Spiegel reports suspects had video of Jewish place of worship, shopping centers; police won’t comment on reported targets but say no concrete danger of attack

Illustrative: Police close the streets around a Christmas market after a suspicious object was found in Potsdam, Germany, on Dec. 1, 2017. (Julian Staehle/dpa via AP)
Illustrative: Police close the streets around a Christmas market after a suspicious object was found in Potsdam, Germany, on Dec. 1, 2017. (Julian Staehle/dpa via AP)

German police carried out raids on suspected Islamists and made arrests across the country early Tuesday over allegations they were plotting an attack, Berlin officials said.

German authorities are on high alert for Islamist threats to Europe’s most populous country, which has in recent years suffered several attacks.

“On suspicion of planning a serious violent act endangering the state, search warrants are being executed in Berlin, Brandenburg, North Rhine-Westphalia and Thuringia,” the Berlin attorney general’s office said via Twitter.

The alleged militants, of Chechen origin, are aged between 23 and 28 and “suspected of having scouted locations for a possible Islamist attack,” Berlin police said in a statement.

The suspicions were prompted by pictures found on the cellphone of one of the suspects during a routine police check, it added.

German news magazine Spiegel said the suspects may have had a synagogue in Berlin in their sights after video material of the building was found.

The suspects also allegedly scouted out several shopping centers as possible targets, said the magazine.

Some 180 officers took part in the raids, confiscating cash, hard drives and knives.

Police would not confirm Der Spiegel’s report on possible targets.

But they added that “based on the current information, there was not yet any concrete danger of an attack.”

The aftermath of a terrorist attack is seen on December 20, 2016 after a lorry smashed into a busy Christmas market in central Berlin. (AFP Photo/Odd Andersen)

Germany’s deadliest attack was a truck rampage at a Berlin Christmas market in December 2016.

The attacker, Tunisian asylum seeker Anis Amri, hijacked a truck and murdered its Polish driver before running over another 11 people. He was shot dead by Italian police in Milan four days later while on the run.

Since then, German authorities have thwarted nine attacks believed to have radical Islamist motives.

Most recently, police in the western city of Offenbach arrested three men in November for allegedly planning a bomb attack in the name of Islamic State.

That same month, a Syrian was arrested in Berlin accused of having procured key components for an explosive device and discussing bomb-making tips with other suspected Islamists in an online chat group.

Germany’s security services estimate there are around 11,000 Islamic radicals in Germany.

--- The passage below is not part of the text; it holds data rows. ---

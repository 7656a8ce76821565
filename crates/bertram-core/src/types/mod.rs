//! # Types
//!
//! Plain data types shared by the decoder, classifier and stack scanner.
//!
//! Everything here is immutable once built and cheap to share between
//! threads; none of these types hold on to the raw dump buffer.

pub mod exception;
pub mod registers;
pub mod stack;
pub mod symbols;
pub mod version;

// Re-export all public types
pub use exception::{ExceptionType, Processor};
pub use registers::{Register, RegisterFile};
pub use stack::StackEntry;
pub use symbols::{SymbolLanguage, SymbolName};
pub use version::DumpVersion;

Of them, some 680 are deemed particularly dangerous and capable of using violence — a five-fold increase since 2013.

Around 150 of these potentially dangerous individuals have been detained for various offences.

Two women light candles among others and flowers next to the entrance of the synagogue in Munich, during a protest against anti-Semitism on October 11, 2019, two days after a deadly shooting outside a synagogue in Halle. (Christof STACHE / AFP)

An anti-Semitic bloodbath was narrowly averted in October when an armed assailant tried to blast his way into a synagogue in Halle, Germany, where scores of worshipers were attending services on Yom Kippur, the holiest day in Judaism.

Unable to break through a locked door, the gunman went on a rampage in nearby streets, killing two people and wounding two others.

Authorities said the 27-year-old German man who has confessed to the attack had posted an anti-Semitic screed before the assault and broadcast the shooting live on a popular video game site.